As an aside I find it incredible that we all pay these companies to ship our valuable goods, and then pay them again to ensure that they don't damage the goods or lose them. What the hell are we paying for in the first place...?! ...What an amazing business - kinda like Mafia extortion "protection money". Could you imagine bringing your gear into your dealer to have work done on it, and the dealer asking for insurance money in case the store were to get robbed or in case he dropped your piece on the floor. ...Its amazing to me how accepting we are of these 'normalcys' - what a crock!
As a final comment... most folks on Audiogon are honest and wouldn't try to pull a fast one by burdening anyone with additional costs.
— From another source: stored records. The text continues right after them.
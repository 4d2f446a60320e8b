use std::path::PathBuf;

use clap::{Args, Parser, Subcommand, ValueEnum};

#[derive(Debug, Parser)]
#[command(author, version, about = "Load feature layers and classify them by attribute", long_about = None)]
pub struct Cli {
    #[command(subcommand)]
    pub command: Commands,
}

#[derive(Debug, Subcommand)]
pub enum Commands {
    /// Summarize the layers produced by an upload
    Inspect(InputArgs),
    /// List the fields of each uploaded layer with their inferred types
    Fields(InputArgs),
    /// Show the value distribution of one field
    Stats(ClassifyArgs),
    /// Build a unique-value renderer and legend for one field
    Classify(ClassifyArgs),
}

#[derive(Debug, Args)]
pub struct InputArgs {
    /// GeoJSON (.json, .geojson) file to load
    #[arg(short = 'i', long = "input")]
    pub input: PathBuf,
    /// Viewer configuration file (.yml or .json)
    #[arg(short, long)]
    pub config: Option<PathBuf>,
    /// Output format
    #[arg(long, value_enum, default_value = "table")]
    pub format: OutputFormat,
}

#[derive(Debug, Args)]
pub struct ClassifyArgs {
    #[command(flatten)]
    pub input: InputArgs,
    /// Field to classify on
    #[arg(short = 'f', long = "field")]
    pub field: String,
    /// Maximum number of values to break out (0 = all)
    #[arg(long)]
    pub top: Option<usize>,
    /// Named palette (tableau10, category10, set1, set2, dark2, paired)
    #[arg(long)]
    pub palette: Option<String>,
    /// 1-based layer number when the upload produced several layers
    #[arg(long, default_value_t = 1)]
    pub layer: usize,
}

#[derive(Debug, Clone, Copy, ValueEnum, PartialEq, Eq, Default)]
#[value(rename_all = "kebab-case")]
pub enum OutputFormat {
    #[default]
    Table,
    Json,
    Csv,
}
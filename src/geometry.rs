//! Conversion from GeoJSON geometry records into host geometry.
//!
//! | GeoJSON            | host tag     |
//! |--------------------|--------------|
//! | `Point`            | `point`      |
//! | `LineString`       | `polyline`   |
//! | `MultiLineString`  | `polyline`   |
//! | `Polygon`          | `polygon`    |
//! | `MultiPolygon`     | `polygon`    |
//! | `MultiPoint`       | `multipoint` |
//!
//! Multipolygon parts are flattened into a single ring list, so part
//! boundaries are lost. Coordinates are passed through without validation.

use std::fmt;

use log::warn;
use serde::{Deserialize, Serialize};
use serde::de::DeserializeOwned;

use crate::error::{ViewerError, ViewerResult};
use crate::geojson::{Position, RawGeometry};

pub const WGS84_WKID: u32 = 4326;

#[derive(Debug, Clone, Copy, PartialEq, Eq, Serialize, Deserialize)]
pub struct SpatialReference {
    pub wkid: u32,
}

impl SpatialReference {
    pub const fn new(wkid: u32) -> Self {
        Self { wkid }
    }
}

impl Default for SpatialReference {
    fn default() -> Self {
        Self::new(WGS84_WKID)
    }
}

#[derive(Debug, Clone, Copy, PartialEq, Eq, Hash, Serialize, Deserialize)]
#[serde(rename_all = "lowercase")]
pub enum GeometryType {
    Point,
    Polyline,
    Polygon,
    Multipoint,
}

impl GeometryType {
    pub fn as_str(&self) -> &'static str {
        match self {
            GeometryType::Point => "point",
            GeometryType::Polyline => "polyline",
            GeometryType::Polygon => "polygon",
            GeometryType::Multipoint => "multipoint",
        }
    }
}

impl fmt::Display for GeometryType {
    fn fmt(&self, f: &mut fmt::Formatter<'_>) -> fmt::Result {
        f.write_str(self.as_str())
    }
}

#[derive(Debug, Clone, PartialEq, Serialize, Deserialize)]
#[serde(tag = "type", rename_all = "lowercase")]
pub enum Shape {
    Point { coordinates: Position },
    Polyline { paths: Vec<Vec<Position>> },
    Polygon { rings: Vec<Vec<Position>> },
    Multipoint { points: Vec<Position> },
}

impl Shape {
    pub fn geometry_type(&self) -> GeometryType {
        match self {
            Shape::Point { .. } => GeometryType::Point,
            Shape::Polyline { .. } => GeometryType::Polyline,
            Shape::Polygon { .. } => GeometryType::Polygon,
            Shape::Multipoint { .. } => GeometryType::Multipoint,
        }
    }

    /// Visits every position in document order.
    pub fn positions(&self) -> Box<dyn Iterator<Item = &Position> + '_> {
        match self {
            Shape::Point { coordinates } => Box::new(std::iter::once(coordinates)),
            Shape::Multipoint { points } => Box::new(points.iter()),
            Shape::Polyline { paths: parts } | Shape::Polygon { rings: parts } => {
                Box::new(parts.iter().flatten())
            }
        }
    }
}

#[derive(Debug, Clone, PartialEq, Serialize, Deserialize)]
pub struct ConvertedGeometry {
    #[serde(flatten)]
    pub shape: Shape,
    #[serde(rename = "spatialReference")]
    pub spatial_reference: SpatialReference,
}

impl ConvertedGeometry {
    pub fn geometry_type(&self) -> GeometryType {
        self.shape.geometry_type()
    }

    pub fn extent(&self) -> Option<Extent> {
        Extent::from_positions(self.shape.positions())
    }
}

/// Axis-aligned bounds in the geometry's own coordinate reference.
#[derive(Debug, Clone, Copy, PartialEq, Serialize, Deserialize)]
pub struct Extent {
    pub xmin: f64,
    pub ymin: f64,
    pub xmax: f64,
    pub ymax: f64,
}

impl Extent {
    /// Positions without two finite leading ordinates are skipped.
    pub fn from_positions<'a>(positions: impl IntoIterator<Item = &'a Position>) -> Option<Self> {
        let mut extent: Option<Extent> = None;
        for position in positions {
            let (Some(&x), Some(&y)) = (position.first(), position.get(1)) else {
                continue;
            };
            if !x.is_finite() || !y.is_finite() {
                continue;
            }
            let point = Extent {
                xmin: x,
                ymin: y,
                xmax: x,
                ymax: y,
            };
            extent = Some(match extent {
                Some(current) => current.union(&point),
                None => point,
            });
        }
        extent
    }

    pub fn union(&self, other: &Extent) -> Extent {
        Extent {
            xmin: self.xmin.min(other.xmin),
            ymin: self.ymin.min(other.ymin),
            xmax: self.xmax.max(other.xmax),
            ymax: self.ymax.max(other.ymax),
        }
    }

    pub fn combine<'a>(extents: impl IntoIterator<Item = &'a Extent>) -> Option<Extent> {
        extents
            .into_iter()
            .fold(None, |acc: Option<Extent>, next| match acc {
                Some(current) => Some(current.union(next)),
                None => Some(*next),
            })
    }
}

/// Converts a raw geometry, returning `None` when its type is unknown,
/// missing, or its coordinates do not have the shape the type requires.
pub fn convert(raw: &RawGeometry, spatial_reference: SpatialReference) -> Option<ConvertedGeometry> {
    match convert_strict(raw, spatial_reference) {
        Ok(converted) => Some(converted),
        Err(err) => {
            warn!("Dropping feature geometry: {err}");
            None
        }
    }
}

/// Like [`convert`] but reports why a geometry could not be converted.
pub fn convert_strict(
    raw: &RawGeometry,
    spatial_reference: SpatialReference,
) -> ViewerResult<ConvertedGeometry> {
    let kind = raw.type_name();
    let shape = match kind {
        "Point" => Shape::Point {
            coordinates: coordinates(raw)?,
        },
        "LineString" => Shape::Polyline {
            paths: vec![coordinates(raw)?],
        },
        "MultiLineString" => Shape::Polyline {
            paths: coordinates(raw)?,
        },
        "Polygon" => Shape::Polygon {
            rings: coordinates(raw)?,
        },
        "MultiPolygon" => {
            let parts: Vec<Vec<Vec<Position>>> = coordinates(raw)?;
            Shape::Polygon {
                rings: parts.into_iter().flatten().collect(),
            }
        }
        "MultiPoint" => Shape::Multipoint {
            points: coordinates(raw)?,
        },
        other => return Err(ViewerError::UnsupportedGeometry(other.to_string())),
    };
    Ok(ConvertedGeometry {
        shape,
        spatial_reference,
    })
}

fn coordinates<T: DeserializeOwned>(raw: &RawGeometry) -> ViewerResult<T> {
    T::deserialize(&raw.coordinates).map_err(|err| {
        ViewerError::UnsupportedGeometry(format!("{} (coordinates: {err})", raw.type_name()))
    })
}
Ronk - why even pay this exorbitant ripoff? I mean what can they do anyway if you refuse? Send them back a dollar, no, make that 1 cent, Canadian.
It is certainly not my intention to dissuade people from doing business in Canada. All I wanted to do was make people aware that this could happen to you also. Now that I am aware that this type of "legal robbery" is going on, I can work with a seller/buyer to possibly split the fees.This was my first transaction in Canada, so I had no previous experience with this type of situation.Would I do business in Canada again? Possibly, depending on the situation. As I stated in my previous post, I had a very good transaction with the seller.This is by no means a reflection on him!I completely agree with you.Once again, big business gets richer at the expense of the little guy!
I agree with you 100%.Unfortunately, I don't want to take the chance that one day some goof-balls from a collection agency are pounding on my door looking for money. Or, worst case scenario, someone at one of these agencies decides they want to ruin my credit rating. I don't know if any of these options would happen, but I don,t want to take that risk. Thanks for your support!